Слушает звучанье неземных мелодий.
Бард неразговорчив. А верней — безмолвен.
Молчалив и скорбен. Смотрит не мигая
вдаль, где реет греза, сердцу дорогая.
Что за чушь такая! Сердцу дорогая…
Опьяненный зельем ночи приворотной.
По разноголосью мира и эпохи,
вслушиваясь в песню собственного бреда,
в музыку высокой грезы благородной,
бард бредет по свету, тихий и влюбленный.
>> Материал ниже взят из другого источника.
//! Table, index, and view definitions.
//!
//! `history.entry_id` references `entries.id` with `ON DELETE CASCADE`, so a
//! history row can never outlive its entry once the delete commits.

use rusqlite::Connection;

use crate::error::StoreResult;

const CREATE_TABLES: &str = r#"
    CREATE TABLE IF NOT EXISTS entries (
      id INTEGER PRIMARY KEY AUTOINCREMENT,
      name TEXT,
      document TEXT NOT NULL CHECK (json_valid(document)),
      created_at_ms INTEGER NOT NULL,
      updated_at_ms INTEGER NOT NULL
    );

    CREATE INDEX IF NOT EXISTS idx_entries_created_at ON entries(created_at_ms);
    CREATE INDEX IF NOT EXISTS idx_entries_name ON entries(name);

    CREATE TABLE IF NOT EXISTS history (
      id INTEGER PRIMARY KEY AUTOINCREMENT,
      entry_id INTEGER NOT NULL REFERENCES entries(id) ON DELETE CASCADE,
      action TEXT NOT NULL CHECK (action IN ('CREATE', 'UPDATE', 'DELETE')),
      before_document TEXT,
      after_document TEXT,
      changes TEXT,
      created_at_ms INTEGER NOT NULL
    );

    CREATE INDEX IF NOT EXISTS idx_history_entry_id ON history(entry_id);
    CREATE INDEX IF NOT EXISTS idx_history_created_at ON history(created_at_ms);

    DROP VIEW IF EXISTS history_view;
    CREATE VIEW history_view AS
    SELECT
      h.id,
      h.entry_id,
      e.name AS entry_name,
      h.action,
      h.before_document,
      h.after_document,
      h.changes,
      h.created_at_ms
    FROM history h
    JOIN entries e ON h.entry_id = e.id;
"#;

/// Create tables, indexes, and the history view. Safe to run repeatedly.
pub fn create_schema(conn: &Connection) -> StoreResult<()> {
    conn.execute_batch(&format!("BEGIN;\n{CREATE_TABLES}\nCOMMIT;"))?;
    Ok(())
}

/// Returns `true` when both tables and the view exist.
pub fn schema_present(conn: &Connection) -> StoreResult<bool> {
    let count: i64 = conn.query_row(
        "SELECT COUNT(*) FROM sqlite_master
         WHERE (type = 'table' AND name IN ('entries', 'history'))
            OR (type = 'view' AND name = 'history_view')",
        [],
        |row| row.get(0),
    )?;
    Ok(count == 3)
}
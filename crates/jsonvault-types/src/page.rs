use serde::Serialize;

/// Limit/offset pair shared by every list operation.
///
/// The fields are private so that every value passes through [`new`],
/// [`from_query`] or [`Default`], which clamp `limit` into `[0, MAX_LIMIT]`
/// and `offset` to `>= 0`. Missing or non-numeric query inputs fall back to
/// the defaults (`limit = 50`, `offset = 0`). Query parsing is strict: a
/// value such as `12abc` or `1.5` counts as non-numeric.
///
/// [`new`]: PageRequest::new
/// [`from_query`]: PageRequest::from_query
#[derive(Clone, Copy, Debug, PartialEq, Eq, Serialize)]
pub struct PageRequest {
    limit: u32,
    offset: u64,
}

impl PageRequest {
    pub const DEFAULT_LIMIT: u32 = 50;
    pub const MAX_LIMIT: u32 = 100;

    /// Build a page from raw, possibly out-of-range numbers.
    pub fn new(limit: i64, offset: i64) -> Self {
        let limit = limit.clamp(0, i64::from(Self::MAX_LIMIT));
        let offset = offset.max(0);
        Self {
            limit: u32::try_from(limit).unwrap_or(Self::DEFAULT_LIMIT),
            offset: u64::try_from(offset).unwrap_or(0),
        }
    }

    /// Build a page from untrusted query-string values.
    pub fn from_query(limit: Option<&str>, offset: Option<&str>) -> Self {
        let limit = parse_or(limit, i64::from(Self::DEFAULT_LIMIT));
        let offset = parse_or(offset, 0);
        Self::new(limit, offset)
    }

    pub fn limit(&self) -> u32 {
        self.limit
    }

    pub fn offset(&self) -> u64 {
        self.offset
    }

    /// Apply this page to an already-ordered sequence.
    pub fn slice<T>(&self, items: impl IntoIterator<Item = T>) -> Vec<T> {
        let skip = usize::try_from(self.offset).unwrap_or(usize::MAX);
        items
            .into_iter()
            .skip(skip)
            .take(self.limit as usize)
            .collect()
    }
}

impl Default for PageRequest {
    fn default() -> Self {
        Self {
            limit: Self::DEFAULT_LIMIT,
            offset: 0,
        }
    }
}

fn parse_or(raw: Option<&str>, default: i64) -> i64 {
    raw.and_then(|s| s.trim().parse::<i64>().ok())
        .unwrap_or(default)
}
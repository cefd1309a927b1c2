//! Bounded SQLite connection pool.
//!
//! Connections are opened lazily up to `pool_size`. When every connection is
//! checked out, `get` blocks until one is returned. A [`PooledConnection`]
//! hands its connection back when dropped, so release happens on every exit
//! path including early `?` returns.

use std::ops::{Deref, DerefMut};
use std::path::{Path, PathBuf};
use std::time::Duration;

use parking_lot::{Condvar, Mutex};
use rusqlite::Connection;

use crate::config::StoreConfig;
use crate::error::{StoreError, StoreResult};

const CONNECTION_PRAGMAS: &str = "
    PRAGMA foreign_keys = ON;
    PRAGMA journal_mode = WAL;
    PRAGMA synchronous = NORMAL;
";

/// Snapshot of pool occupancy.
#[derive(Clone, Copy, Debug, PartialEq, Eq)]
pub struct PoolStatus {
    pub max_size: usize,
    pub open: usize,
    pub idle: usize,
}

pub struct ConnectionPool {
    path: PathBuf,
    max_size: usize,
    busy_timeout: Duration,
    state: Mutex<PoolState>,
    returned: Condvar,
}

#[derive(Default)]
struct PoolState {
    idle: Vec<Connection>,
    open: usize,
}

impl ConnectionPool {
    pub fn new(config: &StoreConfig) -> StoreResult<Self> {
        if config.pool_size == 0 {
            return Err(StoreError::Unavailable(
                "connection pool size must be at least 1".into(),
            ));
        }
        Ok(Self {
            path: config.path.clone(),
            max_size: config.pool_size,
            busy_timeout: config.busy_timeout(),
            state: Mutex::new(PoolState::default()),
            returned: Condvar::new(),
        })
    }

    pub fn path(&self) -> &Path {
        &self.path
    }

    /// Check out a connection, blocking while the pool is exhausted.
    pub fn get(&self) -> StoreResult<PooledConnection<'_>> {
        let mut state = self.state.lock();
        loop {
            if let Some(conn) = state.idle.pop() {
                return Ok(PooledConnection::new(self, conn));
            }

            if state.open < self.max_size {
                state.open += 1;
                drop(state);
                return match self.open_connection() {
                    Ok(conn) => Ok(PooledConnection::new(self, conn)),
                    Err(err) => {
                        self.state.lock().open -= 1;
                        self.returned.notify_one();
                        Err(err)
                    }
                };
            }

            self.returned.wait(&mut state);
        }
    }

    pub fn status(&self) -> PoolStatus {
        let state = self.state.lock();
        PoolStatus {
            max_size: self.max_size,
            open: state.open,
            idle: state.idle.len(),
        }
    }

    fn open_connection(&self) -> StoreResult<Connection> {
        let conn = Connection::open(&self.path).map_err(|e| {
            StoreError::Unavailable(format!("cannot open {}: {e}", self.path.display()))
        })?;
        conn.busy_timeout(self.busy_timeout)?;
        conn.execute_batch(CONNECTION_PRAGMAS)?;
        tracing::debug!(path = %self.path.display(), "opened pooled connection");
        Ok(conn)
    }

    fn release(&self, conn: Connection) {
        self.state.lock().idle.push(conn);
        self.returned.notify_one();
    }
}

impl std::fmt::Debug for ConnectionPool {
    fn fmt(&self, f: &mut std::fmt::Formatter<'_>) -> std::fmt::Result {
        let status = self.status();
        f.debug_struct("ConnectionPool")
            .field("path", &self.path)
            .field("max_size", &status.max_size)
            .field("open", &status.open)
            .field("idle", &status.idle)
            .finish()
    }
}

/// A connection checked out of a [`ConnectionPool`].
///
/// `conn` is `Some` for the guard's whole life and is taken only in `Drop`,
/// which is why `Deref` may rely on it.
pub struct PooledConnection<'a> {
    pool: &'a ConnectionPool,
    conn: Option<Connection>,
}

impl<'a> PooledConnection<'a> {
    fn new(pool: &'a ConnectionPool, conn: Connection) -> Self {
        Self {
            pool,
            conn: Some(conn),
        }
    }
}

impl Deref for PooledConnection<'_> {
    type Target = Connection;

    fn deref(&self) -> &Connection {
        self.conn.as_ref().expect("connection present until drop")
    }
}

impl DerefMut for PooledConnection<'_> {
    fn deref_mut(&mut self) -> &mut Connection {
        self.conn.as_mut().expect("connection present until drop")
    }
}

impl Drop for PooledConnection<'_> {
    fn drop(&mut self) {
        if let Some(conn) = self.conn.take() {
            self.pool.release(conn);
        }
    }
}

#[cfg(test)]
mod tests {
    use super::*;
    use std::sync::Arc;
    use std::thread;

    fn pool_in(dir: &tempfile::TempDir, size: usize) -> ConnectionPool {
        ConnectionPool::new(&StoreConfig {
            path: dir.path().join("pool.db"),
            pool_size: size,
            busy_timeout_ms: 1_000,
        })
        .unwrap()
    }

    #[test]
    fn zero_sized_pool_rejected() {
        let config = StoreConfig {
            pool_size: 0,
            ..StoreConfig::default()
        };
        assert!(matches!(
            ConnectionPool::new(&config),
            Err(StoreError::Unavailable(_))
        ));
    }

    #[test]
    fn connections_are_reused() {
        let dir = tempfile::tempdir().unwrap();
        let pool = pool_in(&dir, 2);
        {
            let conn = pool.get().unwrap();
            let one: i64 = conn.query_row("SELECT 1", [], |r| r.get(0)).unwrap();
            assert_eq!(one, 1);
        }
        {
            let _conn = pool.get().unwrap();
        }
        let status = pool.status();
        assert_eq!(status.open, 1);
        assert_eq!(status.idle, 1);
    }

    #[test]
    fn foreign_keys_enabled_per_connection() {
        let dir = tempfile::tempdir().unwrap();
        let pool = pool_in(&dir, 1);
        let conn = pool.get().unwrap();
        let enabled: i64 = conn
            .query_row("PRAGMA foreign_keys", [], |r| r.get(0))
            .unwrap();
        assert_eq!(enabled, 1);
    }

    #[test]
    fn exhausted_pool_blocks_until_release() {
        let dir = tempfile::tempdir().unwrap();
        let pool = Arc::new(pool_in(&dir, 1));

        let held = pool.get().unwrap();
        let waiter = {
            let pool = Arc::clone(&pool);
            thread::spawn(move || {
                let conn = pool.get().unwrap();
                conn.query_row("SELECT 2", [], |r| r.get::<_, i64>(0)).unwrap()
            })
        };

        thread::sleep(Duration::from_millis(50));
        assert!(!waiter.is_finished());
        assert_eq!(pool.status().open, 1);

        drop(held);
        assert_eq!(waiter.join().unwrap(), 2);
        assert_eq!(pool.status().idle, 1);
    }

    fn failing_query(pool: &ConnectionPool) -> StoreResult<i64> {
        let conn = pool.get()?;
        let value = conn.query_row("SELECT * FROM no_such_table", [], |r| r.get(0))?;
        Ok(value)
    }

    #[test]
    fn early_return_releases_connection() {
        let dir = tempfile::tempdir().unwrap();
        let pool = pool_in(&dir, 1);

        for _ in 0..3 {
            assert!(matches!(failing_query(&pool), Err(StoreError::Sql(_))));
            let status = pool.status();
            assert_eq!((status.open, status.idle), (1, 1));
        }

        let mut conn = pool.get().unwrap();
        let tx = conn.transaction().unwrap();
        tx.execute_batch("CREATE TABLE t (x INTEGER)").unwrap();
        tx.commit().unwrap();
    }

    #[test]
    fn failed_open_frees_its_slot() {
        let dir = tempfile::tempdir().unwrap();
        let pool = ConnectionPool::new(&StoreConfig {
            path: dir.path().join("missing").join("nested").join("x.db"),
            pool_size: 1,
            busy_timeout_ms: 10,
        })
        .unwrap();
        assert!(matches!(pool.get(), Err(StoreError::Unavailable(_))));
        assert_eq!(pool.status().open, 0);
    }
}
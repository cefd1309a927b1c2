//! Timestamp helpers.
//!
//! Timestamps are persisted as integer milliseconds since the UNIX epoch and
//! surfaced as `DateTime<Utc>`.

use chrono::{DateTime, SecondsFormat, Utc};

use crate::error::TypeError;

/// Current wall-clock time, truncated to the millisecond precision that is
/// persisted.
pub fn now() -> DateTime<Utc> {
    let now = Utc::now();
    DateTime::from_timestamp_millis(now.timestamp_millis()).unwrap_or(now)
}

/// Current wall-clock time in milliseconds since the UNIX epoch.
pub fn now_millis() -> i64 {
    Utc::now().timestamp_millis()
}

/// Convert persisted milliseconds back into a timestamp.
pub fn from_millis(ms: i64) -> Result<DateTime<Utc>, TypeError> {
    DateTime::from_timestamp_millis(ms).ok_or(TypeError::TimestampOutOfRange(ms))
}

/// Display name assigned to entries created without one.
///
/// `JSON_` followed by the ISO-8601 timestamp with `:` and `.` replaced by
/// `-`, e.g. `JSON_2024-03-01T09-15-42-120Z`.
pub fn generated_entry_name(at: DateTime<Utc>) -> String {
    let iso = at.to_rfc3339_opts(SecondsFormat::Millis, true);
    format!("JSON_{}", iso.replace([':', '.'], "-"))
}

#[cfg(test)]
mod tests {
    use super::*;
    use chrono::TimeZone;

    #[test]
    fn millis_roundtrip() {
        let ms = 1_700_000_000_123;
        let ts = from_millis(ms).unwrap();
        assert_eq!(ts.timestamp_millis(), ms);
    }

    #[test]
    fn out_of_range_millis_rejected() {
        assert_eq!(
            from_millis(i64::MAX),
            Err(TypeError::TimestampOutOfRange(i64::MAX))
        );
    }

    #[test]
    fn generated_name_format() {
        let at = Utc.with_ymd_and_hms(2024, 3, 1, 9, 15, 42).unwrap()
            + chrono::Duration::milliseconds(120);
        assert_eq!(generated_entry_name(at), "JSON_2024-03-01T09-15-42-120Z");
    }

    #[test]
    fn now_has_millisecond_precision() {
        let a = now_millis();
        let b = now();
        assert!(b.timestamp_millis() >= a);
        assert_eq!(b.timestamp_subsec_nanos() % 1_000_000, 0);
    }
}
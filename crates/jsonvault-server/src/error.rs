use axum::http::StatusCode;
use axum::response::{IntoResponse, Response};
use axum::Json;
use jsonvault_ledger::LedgerError;
use jsonvault_store::StoreError;
use serde::Serialize;
use thiserror::Error;

use crate::config::ConfigError;

#[derive(Debug, Error)]
pub enum ServerError {
    #[error(transparent)]
    Ledger(#[from] LedgerError),

    /// The request body could not be read as JSON.
    #[error("{message}")]
    Rejected { status: StatusCode, message: String },

    #[error("{0}")]
    NotFound(String),

    #[error("Route {0} not found")]
    RouteNotFound(String),

    /// The store could not be reached while starting up.
    #[error("Failed to connect to database: {0}")]
    Startup(String),

    #[error(transparent)]
    Config(#[from] ConfigError),

    #[error("I/O error: {0}")]
    Io(#[from] std::io::Error),

    #[error("internal error: {0}")]
    Internal(String),
}

impl From<StoreError> for ServerError {
    fn from(err: StoreError) -> Self {
        Self::Ledger(LedgerError::Store(err))
    }
}

pub type ServerResult<T> = Result<T, ServerError>;

#[derive(Debug, Serialize)]
pub struct ErrorBody {
    pub success: bool,
    pub message: String,
    #[serde(skip_serializing_if = "Option::is_none")]
    pub error: Option<String>,
}

impl ServerError {
    /// Status code and caller-facing message.
    pub fn status_and_message(&self) -> (StatusCode, String) {
        match self {
            Self::Ledger(LedgerError::Validation(message)) => {
                (StatusCode::BAD_REQUEST, message.clone())
            }
            Self::Ledger(LedgerError::NotFound(_)) => {
                (StatusCode::NOT_FOUND, "Entry not found".to_string())
            }
            Self::Ledger(LedgerError::HistoryNotFound(_)) => {
                (StatusCode::NOT_FOUND, "History record not found".to_string())
            }
            Self::Ledger(LedgerError::Store(StoreError::Conflict(_))) => {
                (StatusCode::CONFLICT, "Entry already exists".to_string())
            }
            Self::Ledger(LedgerError::Store(StoreError::Constraint(_))) => {
                (StatusCode::NOT_FOUND, "Referenced entry not found".to_string())
            }
            Self::Rejected { status, message } => (*status, message.clone()),
            Self::NotFound(message) => (StatusCode::NOT_FOUND, message.clone()),
            Self::RouteNotFound(_) => (StatusCode::NOT_FOUND, self.to_string()),
            _ => (
                StatusCode::INTERNAL_SERVER_ERROR,
                "Internal server error".to_string(),
            ),
        }
    }

    /// Render the error, echoing internal detail on 5xx only when
    /// `expose_detail` is set.
    pub fn into_response_with_detail(self, expose_detail: bool) -> Response {
        let (status, message) = self.status_and_message();
        let error = if status.is_server_error() {
            tracing::error!(error = %self, "request failed");
            expose_detail.then(|| self.to_string())
        } else {
            tracing::debug!(status = status.as_u16(), error = %self, "request rejected");
            None
        };
        let body = ErrorBody {
            success: false,
            message,
            error,
        };
        (status, Json(body)).into_response()
    }
}

impl IntoResponse for ServerError {
    fn into_response(self) -> Response {
        self.into_response_with_detail(false)
    }
}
Опьяненный зельем ночи приворотной.
приворотным зельем ночи опьяненный.
Adagietto[47]
Полночь прорезав злой полосою,
то прямо дорога идет,
то зигзагом.
Умыта дорога
холодной росою…
По этой дороге размеренным шагом
движется смерть, потрясая косою.
Смерть приближается. Словно на блюде,
нож преподносит песни смертельной.
И засыпают звери и люди,
слушая этот напев колыбельный.
Смерть на пороге. Что нам досталось —
выдох ли скорбный?
Радостный вздох ли?
Но утихает в сердце усталость.
Губы смеются. Слезы просохли.
Вещая песня. Ею расколот
миг наш последний.
О благостыня
призрачных снов, одевающих
в холод!
Сладкий напев, растворяющий
в стыни!
Разве иначе
примерю одежды
твои, безысходность
цвета надежды!
Смерть наступает. Ее наступленье
цвета внезапно пришедшей
удачи.
И, покоряясь
приступу лени,
мы рассмеемся,
а не заплачем…
Цвета удачи
сладкая слабость
тьмы, подступившей
к самому горлу…
В эту минуту слабая сладость
крылья над сердцем
вдруг распростерла.
Танец кончины,
пляска смятенья,
чувственный трепет
той круговерти,
где Саломея призрачной тенью
пляшет над нами
пляскою смерти.
Пляшет, взыскуя
нашего горла…
Пламя надежды
крылья простерло!
Полночь прорезав злой полосою,
то прямо дорога идет,
то зигзагом…
По этой дороге размеренным шагом
Движется смерть,
потрясая косою…
Сомнительная поэма о хмельном хугларе
Фрагменты
Прелюдия (lento)[48]
Mais ou sont les neiges d’antan?
Francois Villon[49]
Хмельной хуглар, хулиган еретический!
Вот он:
он пишет стихи химерически,
хулиганически неметрически!
Нагло бредет себе эгоцентрически,
нагло бормочет под нос экзотически
нетипические, не иначе,
стихотворенья… Вот потеха!
«Эй вы, в партере! Ну-ка, тихо!
Идет поэт, смеясь и плача!»
Скерцо (serioso)[50]
Да, он лунатик.
Он влюблен в луну. Но разве
пристрастие к луне подобно язве
и шаг к луне — уже к безумью шаг?
А как же Сирано де Бержерак?[51]
да и потом…
Трио
Полночное светило!
Стихами По тебя ль не освятила
поэзия? И проза не в разлуке
с тобою: сам Сервантес сухорукий
тебе обязан Пансой и Киханой…
Ну, а Фальстаф?
Отелло бездыханный?
А Лир, а Макбет?
Ричард Третий? Яго?
Офелия? Корделия?
За благо
тебя считали Китс и даже Шелли.
Ну, а Лафорг с Бодлером?
Неужели
Рембо с Верленом
и Корбьер в придачу
в счет не идут и ничего не значат?
Ну, а лунатик, пьяница из пьяниц,
Рубен Дарио, никарагуанец?
Скерцо (serioso)
Да разве ж луна, без которой ни шагу
все те, кто сжимает перо или флягу,
Да разве ж луна…
Сирано и Верлен!
Не сыщется лунному свету замен!
О светоч великих поэтов
и малых,
возвышенных помыслов, замыслов шалых,
прославленный в мощных шедеврах титанов
и в жидких, но честных стихах графоманов!
Интерлюдия
Хмельной хуглар,
хулиган еретический!
Вот он, перед вами:
он пишет стихи химерические,
хулиганически неметрические!
Он весь какой-то ассиметрический
и даже в чем-то нигилистический.
Не то чтоб развязный, но больно несвязный.